When Frank McCourt wrote Angela’s Ashes he was 66. It took him until 66 to write what was a humorous memoir with enough distance and perspective so that it did not read like the tragic horror it actually was in so many places. He told that horror with grace and humour. It happily has not taken me until age 66 to find enough perspective to either do the clinical work I believe so much in or start to write about both these topics and my own experiential take on them through the lens of my own life.
But it still took 4 years.
It has as my trainer and friend Dean Somerset said today “been a process.” A hard one. A muddled in the muck one. Where I didn’t know if I was going to survive. (Divorce in fact does not kill you.) Let alone be able to share any kind of wisdom or perspective beyond what I am clinically trained to do.
I got lots of questions. I mean lots about why I wasn’t writing yet. Doing the big thing. Being creative. I didn’t know what the big thing was. I was just trying to survive and not second guess every last decision I had made and not kill me, the kids or the dog by accident.
You need time. This self awareness.
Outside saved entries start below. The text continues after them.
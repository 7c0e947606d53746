//! Event delivery (C11): outbound stream-available/stream-closed callbacks
//! to the application backend, with retry and cancellation.
//!
//! Cancellation is scoped to the stream-id: a stream-closed for stream S
//! cancels only S's own still-pending stream-available delivery, never an
//! unrelated pending delivery for a previous stream that happened to share
//! the same channel.

use reqwest::Client;
use std::collections::HashMap;
use std::sync::Arc;
use std::time::Duration;
use tokio::sync::Notify;
use tokio_util::sync::CancellationToken;

use streaming_common::http_auth::AuthScheme;

const RETRY_DELAY: Duration = Duration::from_secs(10);

#[derive(Debug, Clone)]
pub enum EventPayload {
    StreamAvailable {
        channel: String,
        stream_id: String,
        stream_type: String,
        resolution: String,
        index_file: String,
        start_time: Option<String>,
    },
    StreamClosed {
        channel: String,
        stream_id: String,
    },
}

impl EventPayload {
    fn headers(&self) -> Vec<(&'static str, String)> {
        match self {
            EventPayload::StreamAvailable { channel, stream_id, stream_type, resolution, index_file, start_time } => {
                let mut headers = vec![
                    ("x-event-type", "stream-available".to_string()),
                    ("x-streaming-channel", channel.clone()),
                    ("x-streaming-id", stream_id.clone()),
                    ("x-stream-type", stream_type.clone()),
                    ("x-resolution", resolution.clone()),
                    ("x-index-file", index_file.clone()),
                ];
                if let Some(start_time) = start_time {
                    headers.push(("x-start-time", start_time.clone()));
                }
                headers
            }
            EventPayload::StreamClosed { channel, stream_id } => {
                vec![
                    ("x-event-type", "stream-closed".to_string()),
                    ("x-streaming-channel", channel.clone()),
                    ("x-streaming-id", stream_id.clone()),
                ]
            }
        }
    }

    fn stream_key(&self) -> (String, String) {
        match self {
            EventPayload::StreamAvailable { channel, stream_id, .. } => (channel.clone(), stream_id.clone()),
            EventPayload::StreamClosed { channel, stream_id } => (channel.clone(), stream_id.clone()),
        }
    }
}

/// Dispatches event callbacks and tracks in-flight deliveries so a
/// stream-closed can cancel a same-stream pending stream-available.
pub struct EventDispatcher {
    client: Client,
    url: Option<String>,
    auth: Option<AuthScheme>,
    inflight: std::sync::Mutex<HashMap<(String, String), CancellationToken>>,
}

impl EventDispatcher {
    pub fn new(url: Option<String>, auth: Option<AuthScheme>) -> Self {
        EventDispatcher { client: Client::new(), url, auth, inflight: std::sync::Mutex::new(HashMap::new()) }
    }

    /// Whether a delivery is currently in flight for `{channel, streamId}`.
    pub fn has_inflight(&self, channel: &str, stream_id: &str) -> bool {
        self.inflight.lock().unwrap().contains_key(&(channel.to_string(), stream_id.to_string()))
    }

    /// Cancels any pending delivery for the given `{channel, streamId}`.
    pub fn cancel(&self, channel: &str, stream_id: &str) {
        if let Some(token) = self.inflight.lock().unwrap().remove(&(channel.to_string(), stream_id.to_string())) {
            token.cancel();
        }
    }

    /// Launches delivery of `payload` in the background. Retries every 10s
    /// on transport error or non-200 status until it succeeds or is
    /// cancelled via [`cancel`](Self::cancel) for the same stream.
    pub fn deliver(self: &Arc<Self>, payload: EventPayload, on_success: Option<Arc<Notify>>) {
        let Some(url) = self.url.clone() else {
            tracing::warn!(stream_key = ?payload.stream_key(), "EVENT_CALLBACK_URL unset; treating event as already delivered");
            if let Some(notify) = on_success {
                notify.notify_one();
            }
            return;
        };

        let key = payload.stream_key();
        let token = CancellationToken::new();
        self.inflight.lock().unwrap().insert(key.clone(), token.clone());

        let dispatcher = self.clone();
        tokio::spawn(async move {
            loop {
                if token.is_cancelled() {
                    break;
                }

                let mut request = dispatcher.client.post(&url);
                for (name, value) in payload.headers() {
                    request = request.header(name, value);
                }
                if let Some(auth) = &dispatcher.auth {
                    request = apply_auth(request, auth);
                }

                let outcome = tokio::select! {
                    result = request.send() => result,
                    () = token.cancelled() => break,
                };

                match outcome {
                    Ok(response) if response.status().is_success() => break,
                    _ => {
                        tokio::select! {
                            () = tokio::time::sleep(RETRY_DELAY) => {}
                            () = token.cancelled() => break,
                        }
                    }
                }
            }

            dispatcher.inflight.lock().unwrap().remove(&key);
            if !token.is_cancelled() {
                if let Some(notify) = on_success {
                    notify.notify_one();
                }
            }
        });
    }
}

fn apply_auth(request: reqwest::RequestBuilder, auth: &AuthScheme) -> reqwest::RequestBuilder {
    match auth {
        AuthScheme::Basic { username, password } => request.basic_auth(username, Some(password)),
        AuthScheme::Bearer { token } => request.bearer_auth(token),
        AuthScheme::Custom { expected_value } => request.header("Authorization", expected_value.clone()),
    }
}

#[cfg(test)]
mod tests {
    use super::*;
    use wiremock::matchers::{header, method};
    use wiremock::{Mock, MockServer, ResponseTemplate};

    #[tokio::test]
    async fn delivers_once_on_first_success() {
        let server = MockServer::start().await;
        Mock::given(method("POST"))
            .and(header("x-event-type", "stream-closed"))
            .respond_with(ResponseTemplate::new(200))
            .expect(1)
            .mount(&server)
            .await;

        let dispatcher = Arc::new(EventDispatcher::new(Some(server.uri()), None));
        let notify = Arc::new(Notify::new());
        dispatcher.deliver(
            EventPayload::StreamClosed { channel: "ch1".to_string(), stream_id: "s1".to_string() },
            Some(notify.clone()),
        );

        tokio::time::timeout(Duration::from_secs(2), notify.notified()).await.unwrap();
    }

    #[tokio::test]
    async fn cancel_stops_retry_without_delivering() {
        let server = MockServer::start().await;
        Mock::given(method("POST")).respond_with(ResponseTemplate::new(500)).mount(&server).await;

        let dispatcher = Arc::new(EventDispatcher::new(Some(server.uri()), None));
        dispatcher.deliver(
            EventPayload::StreamAvailable {
                channel: "ch1".to_string(),
                stream_id: "s1".to_string(),
                stream_type: "HLS-LIVE".to_string(),
                resolution: "720x480-30".to_string(),
                index_file: "hls/ch1/s1/720x480-30/live.m3u8".to_string(),
                start_time: None,
            },
            None,
        );

        tokio::time::sleep(Duration::from_millis(50)).await;
        dispatcher.cancel("ch1", "s1");
        assert!(dispatcher.inflight.lock().unwrap().is_empty());
    }
}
The changes you make. They need time.
Some days you are just gonna survive and not kill anyone by accident.
Other days you can write a full memoir with grace and perspective.
That timeline is yours.
the steps big or small are yours.
The path and purpose you are creating. Yep. Yours too.
It took me four years to get here. And I am still figuring it out. I have just figured it out enough to write about it.
Don’t let anyone rush you through your experience or tell you when it is time to do anything.
You aren’t too old or too late. You are right on time. Your time.